Comments on Waste Management's (WM) proposed 490,000 cubic yard vertical expansion of Riverbend Landfill are due to the Department of Environmental Quality (DEQ) in one day -- by 5:00 pm tomorrow, Monday, May 8.
The expansion -- variously called a "side slope modification" or "final grading plan" -- would allow Riverbend to remain open another year while WM awaits a decision from the Oregon Supreme Court on a much larger expansion (29 acres) and Portland Metro debates whether to prohibit its waste from going to landfills that are expanding.
If you don't know much about the proposed vertical expansion, Leonard Rydell, one of the dump's original engineers and surveyors, has neatly summarized the issues (below). Read and comment!

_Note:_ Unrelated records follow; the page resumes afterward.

//! Verifications Entity
//!
//! Sign-off of an inventory by a checker. A verification is attached to at most one
//! inventory and records the checker that performed it.
//!
//! CUSTOMIZATION REGION START: verifications_entity_custom_types
//! This region is preserved during entity regeneration. Add custom types and implementations here.
//! CUSTOMIZATION REGION END

use sea_orm::entity::prelude::*;
use serde::{Deserialize, Serialize};

#[derive(Clone, Debug, PartialEq, DeriveEntityModel, Eq, Serialize, Deserialize)]
#[sea_orm(table_name = "verifications")]
pub struct Model {
    #[sea_orm(primary_key)]
    pub id:           i32,
    #[sea_orm(unique)]
    pub inventory_id: Option<i32>,
    pub checker_id:   Option<i32>,
    pub approved:     bool,
    pub verified_at:  DateTimeUtc,
    pub active:       bool,
}

#[derive(Copy, Clone, Debug, EnumIter, DeriveRelation)]
pub enum Relation {
    #[sea_orm(
        belongs_to = "super::inventories::Entity",
        from = "Column::InventoryId",
        to = "super::inventories::Column::Id",
        on_update = "NoAction",
        on_delete = "Restrict"
    )]
    Inventory,
    #[sea_orm(
        belongs_to = "super::checkers::Entity",
        from = "Column::CheckerId",
        to = "super::checkers::Column::Id",
        on_update = "NoAction",
        on_delete = "Restrict"
    )]
    Checker,
}

impl Related<super::inventories::Entity> for Entity {
    fn to() -> RelationDef { Relation::Inventory.def() }
}

impl Related<super::checkers::Entity> for Entity {
    fn to() -> RelationDef { Relation::Checker.def() }
}

impl ActiveModelBehavior for ActiveModel {}

// CUSTOMIZATION REGION START: verifications_entity_methods
// Add custom methods and trait implementations here
// CUSTOMIZATION REGION END
//! # Warehouse Database Migrations
//!
//! Schema migrations and connection helpers for the warehouse backend.
//!
//! Every foreign key is created with `ON DELETE RESTRICT`; removing a parent row
//! before its children is rejected by the database.

pub use sea_orm_migration::prelude::*;

pub mod db;
pub mod migrator;

mod m20260301_000001_create_users_and_states;
mod m20260301_000002_create_hierarchy_tables;
mod m20260301_000003_create_stock_tables;
mod m20260301_000004_create_verification_tables;
mod m20260301_000005_create_operating_tables;

pub use db::{load_config_from_env, DatabaseConfig, SslMode};
pub use migrator::Migrator;

use ::error::AppError;
use sea_orm::{ConnectOptions, Database, DatabaseConnection};

/// Connected database handle shared by the CLI and the lifecycle engine.
#[derive(Debug, Clone)]
pub struct SeaDb {
    pub inner: DatabaseConnection,
}

impl SeaDb {
    /// Connect using configuration read from the environment.
    ///
    /// # Errors
    ///
    /// Returns an error if the connection fails.
    pub async fn new() -> Result<Self, AppError> { db::connect_from_env().await }

    /// Connect to a database URL with default pool options.
    ///
    /// # Errors
    ///
    /// Returns an error if the connection fails.
    pub async fn from_connection_string(url: &str) -> Result<Self, AppError> {
        Self::connect_with(ConnectOptions::new(url.to_string())).await
    }

    /// Connect with explicit pool options.
    ///
    /// # Errors
    ///
    /// Returns an error if the connection fails.
    pub async fn connect_with(options: ConnectOptions) -> Result<Self, AppError> {
        let inner = Database::connect(options)
            .await
            .map_err(|e| AppError::database(format!("Failed to connect to database: {}", e)))?;
        Ok(Self {
            inner,
        })
    }

    /// Apply all pending migrations.
    ///
    /// # Errors
    ///
    /// Returns an error if a migration fails.
    pub async fn migrate(&self) -> Result<(), AppError> {
        Migrator::up(&self.inner, None)
            .await
            .map_err(|e| AppError::migration(e.to_string()))
    }
}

I have just spent several days reviewing engineering reports and construction plans for Riverbend Landfill. It should have never grown to 86 acres and 164 feet high. You can Google Earth Riverbend Landfill to see its location, 52% of which is in the original flood plain, and now 350' from the eroding river bank.
• It is located in a wet climate with 39" of rainfall a year. This is over one million gallons of water annually falling on each acre.
• It is located in a flood plain and floodway of the meandering South Yamhill River. Water laps up to the 5,200-foot perimeter berm every year.
• If the berm fails (it has been repaired several times), garbage has only a few feet to go to be in flood waters.
• It is located upstream of the water intake works for several cities.
• It is located upstream of water intakes for irrigation of food crops.
• Riverbend Landfill is located in Oregon’s premier Wine Country, next to a major tourist highway to the Oregon Coast
• The South Yamhill River is a 303(d) listed river for salmon (ie, the river is in bad shape).
• The original Cells 1, 2 and 3 are unlined and lack compacted clay bottoms; portions of these cells are below ground water levels. These three cells generated much of the 10,386,725 gallons of leachate collected from Cells 1/5P in 2015. Leachate is contaminated ground water that is pumped out of the landfill and treated.
• The proposal is to add 490,000 cubic yards on to of Cells 1, 2, and 3 at slopes greater than allowed by Oregon Administrative Rules.
• The expansion design is based on one earthquake every 2,400 years. We have had nineteen 9.0+ earthquakes in the last 10,000 years and forty-one 8.0+ earthquakes in the last 10,000 years.
• Each earthquake of that magnitude will have fore shocks and after shocks at a slightly lesser magnitude. Japan’s 9.1 March 2011 earthquake had five 7.1 to 7.2 fore and after shocks within a four month period.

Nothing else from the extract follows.